Industrial Automation

Industrial Automation Idea

Industrial Automation

What Is Industrial Automation?

To answer that question we need to take a closer look at what is industrial automation. Basically, automation refers to a broad spectrum of technologies that reduce human intervention in commercial processes. Reducing human interaction means reducing the amount of time that machines are idle; this has obvious implications for businesses both large and small.


However, What Is Industrial Automation?

In order to answer that question, we must take a detailed look at what is industrial automation and what controls industrial production.

The obvious starting point is the factory. Virtually every large factory operates within an organized structure where there are set procedures and routines that guide the entire operation.

Typically each machine has a single function (for example, the cutting machinery) which is programmed by the manufacturer. The manufacturing process is controlled from above by a series of preset controls which can be varied by the operator according to the situation.

Industrial Automation

In most cases, the operator also modifies the operation as required to achieve new product specifications. Thus, even though the machines may be automated, the overall production process remains highly complex, largely because of the intricate interactions between humans and machines.

The first aspect is related to the way that production is actually carried out. Once a factory has been set up, there will usually be at least one production floor.

This floor will normally be separated into two sections: the non-automated work which comprises the tasks such as filling machines or sorting lumps of coal; and the automated equipment or machines which are used to carry out the tasks described above, typically using robots or other technological devices.

The distinction between the two is important from an economic point of view: the non-automated tasks carry a lower initial cost; they can be carried out without human supervision, making them easier to automate; and they also do not require the same skills as the automated ones.

So they are not as highly skilled and, therefore, do not command as high a salary. This initial cost advantage is then offset against the fact that the longer these tasks are performed by machines, the higher the wages necessary to cover their costs and so reduce the profits of the firm.

Secondly, the traditional definition of what is industrial automation was associated with a process whereby a computer-generated program was set into machinery which ran on a predetermined schedule to deliver specific results.
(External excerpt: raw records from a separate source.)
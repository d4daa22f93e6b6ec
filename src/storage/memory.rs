use std::collections::HashMap;
use std::sync::{Arc, RwLock};

use crate::storage::{Reader, Storage};
use crate::{Digest, Header, Position, Result, ZERO_DIGEST};

#[derive(Default)]
struct Slots {
  header: Option<Header>,
  // empty slots are absent, so a 32-bit ring costs nothing until it fills
  slots: HashMap<Position, Digest>,
}

/// RAM-backed slot store. Clones share the same slots.
#[derive(Clone, Default)]
pub struct MemoryStorage {
  inner: Arc<RwLock<Slots>>,
}

struct MemoryReader {
  inner: Arc<RwLock<Slots>>,
}

impl MemoryStorage {
  pub fn new() -> Self {
    Self::default()
  }

  /// Number of slots currently holding a non-empty digest.
  pub fn occupied(&self) -> Result<usize> {
    Ok(self.inner.read()?.slots.len())
  }
}

impl Storage for MemoryStorage {
  fn header(&mut self) -> Result<Option<Header>> {
    Ok(self.inner.read()?.header)
  }

  fn initialize(&mut self, header: &Header) -> Result<()> {
    let mut inner = self.inner.write()?;
    inner.slots.clear();
    inner.header = Some(*header);
    Ok(())
  }

  fn put_header(&mut self, header: &Header) -> Result<()> {
    self.inner.write()?.header = Some(*header);
    Ok(())
  }

  fn get(&mut self, position: Position) -> Result<Digest> {
    Ok(self.inner.read()?.slots.get(&position).copied().unwrap_or(ZERO_DIGEST))
  }

  fn put(&mut self, position: Position, digest: &Digest) -> Result<()> {
    let mut inner = self.inner.write()?;
    if *digest == ZERO_DIGEST {
      inner.slots.remove(&position);
    } else {
      inner.slots.insert(position, *digest);
    }
    Ok(())
  }

  fn reader(&self) -> Result<Box<dyn Reader>> {
    Ok(Box::new(MemoryReader { inner: self.inner.clone() }))
  }

  fn sync(&mut self) -> Result<()> {
    Ok(())
  }
}

impl Reader for MemoryReader {
  fn read(&mut self, position: Position) -> Result<Digest> {
    Ok(self.inner.read()?.slots.get(&position).copied().unwrap_or(ZERO_DIGEST))
  }
}

#[cfg(test)]
mod tests {
  use super::*;
  use crate::{HashAlgorithm, digest_of};

  #[test]
  fn sparse_slots() {
    let mut storage = MemoryStorage::new();
    assert_eq!(None, storage.header().unwrap());
    storage.initialize(&Header::new(32, HashAlgorithm::Sha256)).unwrap();
    assert_eq!(0, storage.occupied().unwrap());

    storage.put(u32::MAX as u64, &digest_of(1)).unwrap();
    storage.put(3, &digest_of(2)).unwrap();
    assert_eq!(2, storage.occupied().unwrap());
    assert_eq!(digest_of(1), storage.get(u32::MAX as u64).unwrap());
    assert_eq!(ZERO_DIGEST, storage.get(4).unwrap());

    storage.put(3, &ZERO_DIGEST).unwrap();
    assert_eq!(1, storage.occupied().unwrap());
  }

  #[test]
  fn readers_observe_the_shared_slots() {
    let mut storage = MemoryStorage::new();
    storage.initialize(&Header::new(4, HashAlgorithm::Sha256)).unwrap();
    let mut reader = storage.reader().unwrap();
    assert_eq!(ZERO_DIGEST, reader.read(5).unwrap());
    storage.put(5, &digest_of(5)).unwrap();
    assert_eq!(digest_of(5), reader.read(5).unwrap());

    let clone = storage.clone();
    assert_eq!(1, clone.occupied().unwrap());
  }

  #[test]
  fn initialize_discards_previous_slots() {
    let mut storage = MemoryStorage::new();
    storage.initialize(&Header::new(4, HashAlgorithm::Sha256)).unwrap();
    storage.put(1, &digest_of(1)).unwrap();
    let header = Header { head: 3, ..Header::new(4, HashAlgorithm::Blake3) };
    storage.initialize(&header).unwrap();
    assert_eq!(0, storage.occupied().unwrap());
    assert_eq!(Some(header), storage.header().unwrap());
  }
}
This process was highly inefficient because the results were only ever produced when the program was triggered; this meant that humans had to remain in control of the factories’ production process in order to ensure that the intended output was produced.

By contrast, the modern definition of what is industrial automation emphasizes the importance of a logical programming process; one in which the machines do not decide for themselves.

Modern industrial production machines are increasingly intelligent and can be programmed in much the same way as their human counterparts to ensure that the desired output is produced as per the specifications programmed into them.

This process is also far less inefficient than the traditional one because humans remain in control of both the production process and the end results.

The third factor which underpins what is industrial automation is the fact that it enables the production of more goods at a faster rate.

The first and second factors are unrelated to one another because the fact that human operators have to stay near the machinery at all times means that the speed at which they must operate machinery is significantly slower.

This causes the delay which results from the need for the operator to get closer to the machine and subsequently stay near it until the desired result has been achieved.

Industrial automation removes this problem because the operator does not have to remain near the equipment in order to trigger its start-up.

This makes industrial automation a highly efficient method because it minimizes the delays caused by human operator error and reduces the overall speed at which goods are produced.

In addition to what is industrial automation, there are also what are known as intelligent tools or digital computer-controlled (DCNC) systems.

These are machines that are networked in order to perform the required operations such as cutting, drilling, forming, or printing which are done with relative ease.

Some of these machines are capable of operating with only a single physical input while others are networked in order to perform thousands of small operations in a short period of time.

DCNC machines are highly sophisticated because they receive initial instructions from data collectors located on a remote server. Once these initial instructions are received, the machine can continue to run independently, processing orders as they come in and completing them as programmed.

What is industrial automation does not just refer to automated machines; it encompasses a number of other technological developments that enable production to be done more efficiently.

One example is new software that allows computers to sort through large amounts of data and to make the necessary decisions quickly. There are also new types of sensors that are now being used in many types of industrial processes and which are programmed using complex program languages.

All of these technologies have made what is industrial automation a very complex field indeed.